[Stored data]
.....

//! Slide overlay rasterization with Parley shaping and the `vello_cpu` renderer.

use std::collections::HashMap;
use std::path::{Path, PathBuf};

use rand::Rng;

use crate::config::model::RenderConfig;
use crate::foundation::core::{Affine, Canvas, Rect};
use crate::foundation::error::{SlidecastError, SlidecastResult};
use crate::scenario::model::Slide;
use crate::text::fonts::LoadedFont;
use crate::text::layout::{
    GlyphMeasure, LayoutStyle, OverlayLayout, PlacedItem, RunMetrics, layout_overlay,
    rotation_about,
};

/// Brush carried through Parley layouts: straight RGBA8 fill color.
pub type TextBrush = [u8; 4];

/// Stateful helper for building Parley layouts from registered font bytes.
pub struct TextShaper {
    font_ctx: parley::FontContext,
    layout_ctx: parley::LayoutContext<TextBrush>,
}

impl Default for TextShaper {
    fn default() -> Self {
        Self::new()
    }
}

impl TextShaper {
    /// Fresh Parley contexts with no fonts registered.
    pub fn new() -> Self {
        Self {
            font_ctx: parley::FontContext::default(),
            layout_ctx: parley::LayoutContext::new(),
        }
    }

    /// Register `font` and return its family name.
    pub fn register(&mut self, font: &LoadedFont) -> SlidecastResult<String> {
        let families = self
            .font_ctx
            .collection
            .register_fonts(parley::fontique::Blob::from(font.bytes.as_ref().clone()), None);
        let family_id = families.first().map(|(id, _)| *id).ok_or_else(|| {
            SlidecastError::font(format!(
                "no font families registered from '{}'",
                font.path.display()
            ))
        })?;
        let name = self
            .font_ctx
            .collection
            .family_name(family_id)
            .ok_or_else(|| {
                SlidecastError::font(format!(
                    "registered font '{}' has no family name",
                    font.path.display()
                ))
            })?
            .to_string();
        Ok(name)
    }

    /// Shape `text` on a single unbroken line.
    pub fn layout(
        &mut self,
        text: &str,
        family: &str,
        size_px: f32,
        brush: TextBrush,
    ) -> parley::Layout<TextBrush> {
        let mut builder = self
            .layout_ctx
            .ranged_builder(&mut self.font_ctx, text, 1.0, true);
        builder.push_default(parley::style::StyleProperty::FontStack(
            parley::style::FontStack::Source(std::borrow::Cow::Owned(family.to_string())),
        ));
        builder.push_default(parley::style::StyleProperty::FontSize(size_px));
        builder.push_default(parley::style::StyleProperty::Brush(brush));
        let mut layout: parley::Layout<TextBrush> = builder.build(text);
        layout.break_all_lines(None);
        layout
    }
}

/// A registered font ready for both shaping and drawing.
#[derive(Clone)]
pub struct ShapedFont {
    /// Family name inside the shaper's collection.
    pub family: String,
    /// Glyph source for the renderer.
    pub data: vello_cpu::peniko::FontData,
}

impl std::fmt::Debug for ShapedFont {
    fn fmt(&self, f: &mut std::fmt::Formatter<'_>) -> std::fmt::Result {
        f.debug_struct("ShapedFont")
            .field("family", &self.family)
            .finish()
    }
}

impl ShapedFont {
    fn register(shaper: &mut TextShaper, font: &LoadedFont) -> SlidecastResult<Self> {
        let family = shaper.register(font)?;
        let data = vello_cpu::peniko::FontData::new(
            vello_cpu::peniko::Blob::from(font.bytes.as_ref().clone()),
            0,
        );
        Ok(Self { family, data })
    }
}

struct ShapedMeasure<'a> {
    shaper: &'a mut TextShaper,
    text_family: &'a str,
    emoji_family: Option<&'a str>,
}

impl GlyphMeasure for ShapedMeasure<'_> {
    fn measure_plain(&mut self, text: &str, size_px: f32) -> RunMetrics {
        let layout = self.shaper.layout(text, self.text_family, size_px, [0; 4]);
        metrics_of(&layout, size_px)
    }

    fn measure_emoji(&mut self, cluster: &str, size_px: f32) -> Option<RunMetrics> {
        let family = self.emoji_family?;
        let layout = self.shaper.layout(cluster, family, size_px, [0; 4]);
        let mut any = false;
        for line in layout.lines() {
            for item in line.items() {
                let parley::layout::PositionedLayoutItem::GlyphRun(run) = item else {
                    continue;
                };
                for g in run.glyphs() {
                    if g.id == 0 {
                        return None;
                    }
                    any = true;
                }
            }
        }
        any.then(|| metrics_of(&layout, size_px))
    }
}

fn metrics_of(layout: &parley::Layout<TextBrush>, size_px: f32) -> RunMetrics {
    match layout.lines().next() {
        Some(line) => {
            let m = line.metrics();
            RunMetrics {
                advance: layout.width(),
                ascent: m.ascent,
                descent: m.descent,
            }
        }
        None => RunMetrics {
            advance: 0.0,
            ascent: size_px * 0.8,
            descent: size_px * 0.2,
        },
    }
}

/// Paint settings for one overlay, already scaled to the output canvas.
#[derive(Clone, Debug, PartialEq)]
pub struct OverlayPaint {
    /// Text fill (straight RGBA).
    pub fill: [u8; 4],
    /// Text outline (straight RGBA).
    pub stroke: [u8; 4],
    /// Outline width in pixels; zero disables it.
    pub stroke_width: f32,
    /// Backing plate color (straight RGB) and opacity.
    pub plate_rgb: [u8; 3],
    /// Plate opacity in `[0, 1]`.
    pub plate_opacity: f32,
    /// Plate padding in pixels.
    pub plate_padding: f32,
}

/// A rasterized overlay: the premultiplied pixels of a sub-rectangle of the frame.
#[derive(Clone, Debug, PartialEq, Eq)]
pub struct Overlay {
    /// Left edge in frame pixels.
    pub x: u32,
    /// Top edge in frame pixels.
    pub y: u32,
    /// Region width.
    pub width: u32,
    /// Region height.
    pub height: u32,
    /// Premultiplied RGBA8, row-major.
    pub rgba8_premul: Vec<u8>,
}

/// Render `layout` into an [`Overlay`]. Returns `None` when there is nothing to draw.
pub fn rasterize_overlay(
    layout: &OverlayLayout,
    canvas: Canvas,
    shaper: &mut TextShaper,
    text_font: &ShapedFont,
    emoji_font: Option<&ShapedFont>,
    paint: &OverlayPaint,
) -> SlidecastResult<Option<Overlay>> {
    let Some(bounds) = layout.bounds() else {
        return Ok(None);
    };
    let frame = Rect::new(0.0, 0.0, f64::from(canvas.width), f64::from(canvas.height));
    let plate = bounds.inflate(f64::from(paint.plate_padding), f64::from(paint.plate_padding));
    let region = plate.intersect(frame).expand();
    if region.width() <= 0.0 || region.height() <= 0.0 {
        return Ok(None);
    }

    let w: u16 = canvas
        .width
        .try_into()
        .map_err(|_| SlidecastError::evaluation("overlay width exceeds u16"))?;
    let h: u16 = canvas
        .height
        .try_into()
        .map_err(|_| SlidecastError::evaluation("overlay height exceeds u16"))?;
    let mut ctx = vello_cpu::RenderContext::new(w, h);

    if paint.plate_opacity > 0.0 {
        let [r, g, b] = paint.plate_rgb;
        let a = (paint.plate_opacity.clamp(0.0, 1.0) * 255.0).round() as u8;
        ctx.set_transform(vello_cpu::kurbo::Affine::IDENTITY);
        ctx.set_paint(vello_cpu::peniko::Color::from_rgba8(r, g, b, a));
        ctx.fill_rect(&vello_cpu::kurbo::Rect::new(
            plate.x0, plate.y0, plate.x1, plate.y1,
        ));
    }

    for line in &layout.lines {
        for item in &line.items {
            match item {
                PlacedItem::Plain { text, x, .. } => {
                    let shaped =
                        shaper.layout(text, &text_font.family, layout.font_size, paint.fill);
                    let Some(first) = shaped.lines().next() else {
                        continue;
                    };
                    let dy = line.baseline - first.metrics().baseline;
                    let tr = Affine::translate((f64::from(*x), f64::from(dy)));
                    draw_layout(&mut ctx, &shaped, &text_font.data, tr, paint, true);
                }
                PlacedItem::Emoji {
                    cluster,
                    origin_x,
                    size_px,
                    angle_deg,
                    ..
                } => {
                    let Some(font) = emoji_font else {
                        continue;
                    };
                    let shaped = shaper.layout(cluster, &font.family, *size_px, paint.fill);
                    let Some(first) = shaped.lines().next() else {
                        continue;
                    };
                    let Some(center) = item.emoji_center(line.baseline) else {
                        continue;
                    };
                    let dy = line.baseline - first.metrics().baseline;
                    let tr = rotation_about(center, *angle_deg)
                        * Affine::translate((f64::from(*origin_x), f64::from(dy)));
                    draw_layout(&mut ctx, &shaped, &font.data, tr, paint, false);
                }
            }
        }
    }

    ctx.flush();
    let mut pixmap = vello_cpu::Pixmap::new(w, h);
    ctx.render_to_pixmap(&mut pixmap);

    Ok(Some(crop_region(
        pixmap.data_as_u8_slice(),
        canvas,
        region,
    )))
}

fn draw_layout(
    ctx: &mut vello_cpu::RenderContext,
    shaped: &parley::Layout<TextBrush>,
    font: &vello_cpu::peniko::FontData,
    tr: Affine,
    paint: &OverlayPaint,
    outline: bool,
) {
    ctx.set_transform(affine_to_cpu(tr));
    for line in shaped.lines() {
        for item in line.items() {
            let parley::layout::PositionedLayoutItem::GlyphRun(run) = item else {
                continue;
            };
            let size = run.run().font_size();
            let glyphs = || {
                run.positioned_glyphs().map(|g| vello_cpu::Glyph {
                    id: g.id,
                    x: g.x,
                    y: g.y,
                })
            };
            if outline && paint.stroke_width > 0.0 {
                let [r, g, b, a] = paint.stroke;
                ctx.set_stroke(vello_cpu::kurbo::Stroke::new(f64::from(paint.stroke_width)));
                ctx.set_paint(vello_cpu::peniko::Color::from_rgba8(r, g, b, a));
                ctx.glyph_run(font).font_size(size).stroke_glyphs(glyphs());
            }
            let [r, g, b, a] = run.style().brush;
            ctx.set_paint(vello_cpu::peniko::Color::from_rgba8(r, g, b, a));
            ctx.glyph_run(font).font_size(size).fill_glyphs(glyphs());
        }
    }
}

fn affine_to_cpu(a: Affine) -> vello_cpu::kurbo::Affine {
    vello_cpu::kurbo::Affine::new(a.as_coeffs())
}

fn crop_region(frame: &[u8], canvas: Canvas, region: Rect) -> Overlay {
    let x0 = region.x0.max(0.0) as u32;
    let y0 = region.y0.max(0.0) as u32;
    let x1 = (region.x1 as u32).min(canvas.width);
    let y1 = (region.y1 as u32).min(canvas.height);
    let width = x1.saturating_sub(x0);
    let height = y1.saturating_sub(y0);

    let stride = canvas.width as usize * 4;
    let mut out = Vec::with_capacity(width as usize * height as usize * 4);
    for row in y0..y1 {
        let start = row as usize * stride + x0 as usize * 4;
        out.extend_from_slice(&frame[start..start + width as usize * 4]);
    }
    Overlay {
        x: x0,
        y: y0,
        width,
        height,
        rgba8_premul: out,
    }
}

/// Builds one overlay per slide for a scenario, caching registered fonts.
pub struct OverlayBuilder {
    shaper: TextShaper,
    text_fonts: HashMap<PathBuf, ShapedFont>,
    emoji: Option<ShapedFont>,
    canvas: Canvas,
    style: LayoutStyle,
    fill: [u8; 4],
    stroke: [u8; 4],
    stroke_width: f32,
    plate_opacity: f32,
    plate_padding: f32,
}

impl OverlayBuilder {
    /// Prepare a builder for `canvas`. An unreadable emoji font only disables emoji.
    pub fn new(cfg: &RenderConfig, canvas: Canvas, emoji_font: Option<&Path>) -> Self {
        let mut shaper = TextShaper::new();
        let emoji = if cfg.emoji.enabled {
            match emoji_font {
                Some(path) => match LoadedFont::load(path)
                    .and_then(|f| ShapedFont::register(&mut shaper, &f))
                {
                    Ok(font) => Some(font),
                    Err(e) => {
                        tracing::warn!(path = %path.display(), error = %e, "emoji font unusable, emoji will be skipped");
                        None
                    }
                },
                None => {
                    tracing::warn!("no emoji font available, emoji will be skipped");
                    None
                }
            }
        } else {
            None
        };

        let font_size = cfg.scaled_font_size();
        Self {
            shaper,
            text_fonts: HashMap::new(),
            emoji,
            canvas,
            style: LayoutStyle {
                font_size,
                emoji_scale: cfg.emoji.scale,
                emoji_enabled: cfg.emoji.enabled,
                emoji_rotation: cfg
                    .emoji
                    .rotation_enabled
                    .then_some((cfg.emoji.min_angle, cfg.emoji.max_angle)),
                max_width: cfg.text.max_width_ratio * canvas.width as f32,
                line_gap: 0.15,
            },
            fill: cfg.text.color,
            stroke: cfg.text.stroke_color,
            stroke_width: cfg.scaled_stroke_width(),
            plate_opacity: cfg.text.plate_opacity,
            plate_padding: cfg.scaled_plate_padding(),
        }
    }

    /// Lay out and rasterize one slide.
    ///
    /// `font` must load and register; failure is fatal for the scenario. Emoji that cannot be
    /// drawn are dropped with a warning naming the slide.
    pub fn build_slide<R: Rng + ?Sized>(
        &mut self,
        slide_number: usize,
        slide: &Slide,
        font: &Path,
        rng: &mut R,
    ) -> SlidecastResult<Option<Overlay>> {
        if !self.text_fonts.contains_key(font) {
            let loaded = LoadedFont::load(font)?;
            let shaped = ShapedFont::register(&mut self.shaper, &loaded)?;
            self.text_fonts.insert(font.to_path_buf(), shaped);
        }
        let text_font = self.text_fonts.get(font).ok_or_else(|| {
            SlidecastError::font(format!("font '{}' was not registered", font.display()))
        })?;

        let mut measure = ShapedMeasure {
            shaper: &mut self.shaper,
            text_family: &text_font.family,
            emoji_family: self.emoji.as_ref().map(|f| f.family.as_str()),
        };
        let layout = layout_overlay(&slide.text, self.canvas, &self.style, &mut measure, rng);
        if layout.skipped_emoji > 0 && self.style.emoji_enabled {
            tracing::warn!(
                slide = slide_number,
                skipped = layout.skipped_emoji,
                "unsupported emoji skipped"
            );
        }

        let paint = OverlayPaint {
            fill: self.fill,
            stroke: self.stroke,
            stroke_width: self.stroke_width,
            plate_rgb: slide.emotion.plate_tint(),
            plate_opacity: self.plate_opacity,
            plate_padding: self.plate_padding,
        };
        rasterize_overlay(
            &layout,
            self.canvas,
            &mut self.shaper,
            text_font,
            self.emoji.as_ref(),
            &paint,
        )
    }
}

#[cfg(test)]
#[path = "../../tests/unit/text/overlay.rs"]
mod tests;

.....

When a line of the records has the word "bytes", pick it out and copy it.

/// Stateful helper for building Parley layouts from registered font bytes.
            .register_fonts(parley::fontique::Blob::from(font.bytes.as_ref().clone()), None);
            vello_cpu::peniko::Blob::from(font.bytes.as_ref().clone()),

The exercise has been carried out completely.